We know, we’ve been there. When we first migrated, all of our servers were named after Simpsons characters and craft beers. Those were pets of ours, but it made a lot of things go more smoothly when we renamed the “Milhouse” server to “Mail.” At least, it made things a lot easier for our new hire when they first heard someone in the bullpen yell, “Milhouse is down!”
By naming them, we became more attached too – often to a detriment. Up-time doesn’t need to be a high score you’re trying to achieve when you know resetting the server once a month at midnight keeps everything running smoothly.
Here’s our solution: build a CI/CD pipeline.
Building an automated assembly line gives you the freedom of decoupling resources from one another. Deploy a new copy of your stack every time for testing, while utilizing modular components allows you to begin auto-scaling. Stop paying for unused compute power and start building for automation – and think of your infrastructure as cattle.
By building a Continuous Integration and Continuous Delivery pipeline, you can begin with basics of DevOps methodology that helps you build a stronger foundation for your future. A CI/CD pipeline allows you to build, test and deploy your infrastructure – and liberates you from keeping a single production pet server running 24/7. Instead, you’re free to make incremental improvements and testing, allowing you to pay down technical debt along the way – without doing extensive, time consuming releases.

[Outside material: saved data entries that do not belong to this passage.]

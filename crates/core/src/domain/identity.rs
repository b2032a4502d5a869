// Diagnostic application identifier
//
// Attached to every outgoing request for telemetry attribution. Never used for
// access control.

use super::error::{DomainError, Result};
use std::fmt;
use std::sync::Arc;

/// Maximum length (in characters) of an application identifier
pub const MAX_APP_ID_LEN: usize = 24;

/// Environment variable holding the environment-level application identifier
pub const APP_ID_ENV_VAR: &str = "QUASAR_APP_ID";

/// Validate an individually assigned application identifier.
///
/// Only the caller-supplied identifier goes through this check. The composed
/// identifier is truncated instead.
pub fn validate_app_id(app_id: &str) -> Result<()> {
    let len = app_id.chars().count();
    if len > MAX_APP_ID_LEN {
        return Err(DomainError::AppIdTooLong {
            value: app_id.to_string(),
            len,
            max: MAX_APP_ID_LEN,
        });
    }
    Ok(())
}

/// Immutable, bounded-length identifier computed once per client
#[derive(Clone, PartialEq, Eq, Hash, Default)]
pub struct DiagnosticIdentifier(Arc<str>);

impl DiagnosticIdentifier {
    /// Merge the option-supplied and environment-supplied identifiers.
    ///
    /// Empty strings are treated like absent values. When both are present the
    /// result is `option-env`. Either way the result is cut to the first
    /// [`MAX_APP_ID_LEN`] characters, so an unvalidated environment id stays
    /// bounded too.
    pub fn compose(option_app_id: Option<&str>, env_app_id: Option<&str>) -> Self {
        let option_app_id = option_app_id.filter(|s| !s.is_empty());
        let env_app_id = env_app_id.filter(|s| !s.is_empty());

        let joined = match (option_app_id, env_app_id) {
            (None, None) => String::new(),
            (Some(only), None) | (None, Some(only)) => only.to_string(),
            (Some(option), Some(env)) => format!("{}-{}", option, env),
        };

        Self(Arc::from(truncate_chars(&joined, MAX_APP_ID_LEN)))
    }

    pub fn as_str(&self) -> &str {
        &self.0
    }

    pub fn is_empty(&self) -> bool {
        self.0.is_empty()
    }
}

fn truncate_chars(value: &str, max: usize) -> &str {
    match value.char_indices().nth(max) {
        Some((end, _)) => &value[..end],
        None => value,
    }
}

impl fmt::Display for DiagnosticIdentifier {
    fn fmt(&self, f: &mut fmt::Formatter<'_>) -> fmt::Result {
        f.write_str(&self.0)
    }
}

impl fmt::Debug for DiagnosticIdentifier {
    fn fmt(&self, f: &mut fmt::Formatter<'_>) -> fmt::Result {
        write!(f, "DiagnosticIdentifier({:?})", &*self.0)
    }
}

#[cfg(test)]
mod tests {
    use super::*;

    #[test]
    fn test_both_empty_yields_empty() {
        assert!(DiagnosticIdentifier::compose(None, None).is_empty());
        assert!(DiagnosticIdentifier::compose(Some(""), Some("")).is_empty());
    }

    #[test]
    fn test_single_identifier_is_verbatim() {
        let option_only = DiagnosticIdentifier::compose(Some("OptionAppId"), None);
        assert_eq!(option_only.as_str(), "OptionAppId");

        let env_only = DiagnosticIdentifier::compose(Some(""), Some("EnvVarAppId"));
        assert_eq!(env_only.as_str(), "EnvVarAppId");
    }

    #[test]
    fn test_both_identifiers_joined_without_truncation() {
        let id = DiagnosticIdentifier::compose(Some("OptionAppId"), Some("EnvVarAppId"));
        assert_eq!(id.as_str(), "OptionAppId-EnvVarAppId");
        assert_eq!(id.as_str().len(), 23);
    }

    #[test]
    fn test_exactly_at_limit_is_kept() {
        // 11 + 1 + 12 = 24
        let id = DiagnosticIdentifier::compose(Some("OptionAppId"), Some("EnvVarAppId2"));
        assert_eq!(id.as_str(), "OptionAppId-EnvVarAppId2");
    }

    #[test]
    fn test_long_composition_is_prefix_truncated() {
        let option = "A".repeat(20);
        let env = "B".repeat(20);
        let id = DiagnosticIdentifier::compose(Some(&option), Some(&env));

        let expected: String = format!("{}-{}", option, env).chars().take(24).collect();
        assert_eq!(id.as_str(), expected);
        assert_eq!(id.as_str().chars().count(), MAX_APP_ID_LEN);
        assert!(id.as_str().ends_with("-BBB"));
    }

    #[test]
    fn test_truncation_respects_char_boundaries() {
        let id = DiagnosticIdentifier::compose(Some("ééééééééééé"), Some("ääääääääääääää"));
        assert_eq!(id.as_str().chars().count(), MAX_APP_ID_LEN);
    }

    #[test]
    fn test_long_env_only_identifier_is_truncated() {
        let id = DiagnosticIdentifier::compose(None, Some("EnvironmentSuppliedAppIdentifier"));
        assert_eq!(id.as_str(), "EnvironmentSuppliedAppId");
        assert_eq!(id.as_str().chars().count(), MAX_APP_ID_LEN);
    }

    #[test]
    fn test_validate_rejects_long_identifier() {
        let err = validate_app_id("VeryVeryVeryVeryVeryVeryLongOptionAppId").unwrap_err();
        assert!(matches!(err, DomainError::AppIdTooLong { len: 39, max: 24, .. }));
    }

    #[test]
    fn test_validate_accepts_limit_and_empty() {
        assert!(validate_app_id(&"x".repeat(24)).is_ok());
        assert!(validate_app_id("").is_ok());
        assert!(validate_app_id(&"x".repeat(25)).is_err());
    }
}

If you know there is a memory leak in the app server, you shouldn’t have to set a weekly reminder to restart it. Instead, you can kill it and respawn an identical copy. Then, if you know it happens every fifth day of running – automate the procedure to respawn it every fourth day (preferably when you know usage is down). This gives your users a better experience and you peace of mind since you won’t be worrying about someone inevitably forgetting to do it.
Then you log the bug and let your developers do the research into the root of the problem before it becomes a bottleneck in production.